[Opening Data for processing section]

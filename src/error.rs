use thiserror::Error;

/// Main error type for the retro-skin engine
#[derive(Error, Debug)]
pub enum EngineError {
    #[error("Document error: {0}")]
    Dom(#[from] DomError),

    #[error("Asset error: {0}")]
    Asset(#[from] AssetError),

    #[error("Audio error: {0}")]
    Audio(#[from] AudioError),

    #[error("Theme error: {0}")]
    Theme(#[from] ThemeError),

    #[error("Configuration error: {0}")]
    Config(#[from] ConfigError),

    #[error("Settings error: {0}")]
    Settings(#[from] SettingsError),

    #[error("IO error: {0}")]
    Io(#[from] std::io::Error),

    #[error("Generic error: {0}")]
    Generic(String),
}

/// Failures raised by the host document handle
#[derive(Error, Debug, Clone, PartialEq, Eq)]
pub enum DomError {
    #[error("Node {id} is no longer part of the document")]
    NodeGone { id: u64 },

    #[error("Document has no root element")]
    MissingRoot,

    #[error("Host policy refused {action}: {reason}")]
    PolicyRestricted { action: String, reason: String },

    #[error("Invalid operation: {details}")]
    InvalidOperation { details: String },
}

/// Asset resolution and loading errors
#[derive(Error, Debug, Clone, PartialEq, Eq)]
pub enum AssetError {
    #[error("Asset not found: {url}")]
    NotFound { url: String },

    #[error("Asset could not be decoded: {url} - {reason}")]
    Undecodable { url: String, reason: String },

    #[error("Asset fetch blocked by policy: {url}")]
    Blocked { url: String },

    #[error("Procedural render failed: {reason}")]
    RenderFailed { reason: String },
}

/// Audio output errors
#[derive(Error, Debug, Clone, PartialEq, Eq)]
pub enum AudioError {
    #[error("Audio output disallowed by host: {reason}")]
    Disallowed { reason: String },

    #[error("Audio device unavailable: {reason}")]
    Unavailable { reason: String },
}

/// Theme catalog errors
#[derive(Error, Debug)]
pub enum ThemeError {
    #[error("Theme not found: {id}")]
    NotFound { id: String },

    #[error("Failed to parse theme catalog: {path} - {reason}")]
    ParseFailed { path: String, reason: String },
}

/// Configuration-specific errors
#[derive(Error, Debug)]
pub enum ConfigError {
    #[error("Failed to parse configuration file: {path}")]
    ParseFailed { path: String },

    #[error("Invalid configuration value: {key} = {value}")]
    InvalidValue { key: String, value: String },

    #[error("Configuration file not found: {path}")]
    FileNotFound { path: String },
}

/// Settings store errors
#[derive(Error, Debug)]
pub enum SettingsError {
    #[error("Failed to read settings: {path} - {reason}")]
    ReadFailed { path: String, reason: String },

    #[error("Failed to write settings: {path} - {reason}")]
    WriteFailed { path: String, reason: String },

    #[error("Malformed settings payload: {reason}")]
    Malformed { reason: String },
}

/// Convenience type alias for Results using EngineError
pub type Result<T> = std::result::Result<T, EngineError>;

/// Result alias for document handle operations
pub type DomResult<T> = std::result::Result<T, DomError>;

/// Coarse classification used when logging failures at an entry point
#[derive(Debug, Clone, Copy, PartialEq, Eq)]
pub enum FailureClass {
    PolicyRestriction,
    Generic,
}

impl EngineError {
    /// Create a generic error with a custom message
    pub fn generic<S: Into<String>>(message: S) -> Self {
        Self::Generic(message.into())
    }

    /// Whether the host environment refused the operation.
    ///
    /// Policy restrictions downgrade a single feature; everything else keeps running.
    pub fn is_policy_restriction(&self) -> bool {
        matches!(
            self,
            Self::Dom(DomError::PolicyRestricted { .. })
                | Self::Asset(AssetError::Blocked { .. })
                | Self::Audio(AudioError::Disallowed { .. })
        )
    }

    pub fn class(&self) -> FailureClass {
        if self.is_policy_restriction() {
            FailureClass::PolicyRestriction
        } else {
            FailureClass::Generic
        }
    }

    /// Whether the failing node simply vanished between query and mutation
    pub fn is_node_gone(&self) -> bool {
        matches!(self, Self::Dom(DomError::NodeGone { .. }))
    }

    /// Get a user-friendly error message
    pub fn user_message(&self) -> String {
        match self {
            Self::Dom(DomError::MissingRoot) => {
                "This page has no document root, so the theme cannot be applied.".to_string()
            }
            Self::Dom(DomError::PolicyRestricted { action, .. }) => {
                format!("The page's security policy blocked '{}'; that effect was skipped.", action)
            }
            Self::Audio(AudioError::Disallowed { .. }) => {
                "Sound effects are blocked on this page.".to_string()
            }
            Self::Theme(ThemeError::NotFound { id }) => {
                format!("Theme '{}' not found. Available themes: geocities, windows95, vaporwave, terminal", id)
            }
            Self::Config(ConfigError::FileNotFound { path }) => {
                format!("Configuration file '{}' not found.", path)
            }
            _ => self.to_string(),
        }
    }
}

#[cfg(test)]
mod tests {
    use super::*;

    #[test]
    fn test_policy_classification() {
        let err: EngineError = DomError::PolicyRestricted {
            action: "set style".to_string(),
            reason: "CSP".to_string(),
        }
        .into();
        assert!(err.is_policy_restriction());
        assert_eq!(err.class(), FailureClass::PolicyRestriction);

        let err: EngineError = AudioError::Disallowed { reason: "no gesture".to_string() }.into();
        assert!(err.is_policy_restriction());

        let err: EngineError = DomError::NodeGone { id: 7 }.into();
        assert!(!err.is_policy_restriction());
        assert!(err.is_node_gone());
        assert_eq!(err.class(), FailureClass::Generic);
    }

    #[test]
    fn test_error_display() {
        let err = EngineError::generic("boom");
        assert_eq!(err.to_string(), "Generic error: boom");

        let err: EngineError = DomError::MissingRoot.into();
        assert_eq!(err.to_string(), "Document error: Document has no root element");
        assert!(err.user_message().contains("no document root"));
    }
}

[Closing Data for processing section]

• [Requirement]:
From the entries, report each line that includes the word "errors".

• [Reply to the exercise]:
/// Asset resolution and loading errors
/// Audio output errors
/// Theme catalog errors
/// Configuration-specific errors
/// Settings store errors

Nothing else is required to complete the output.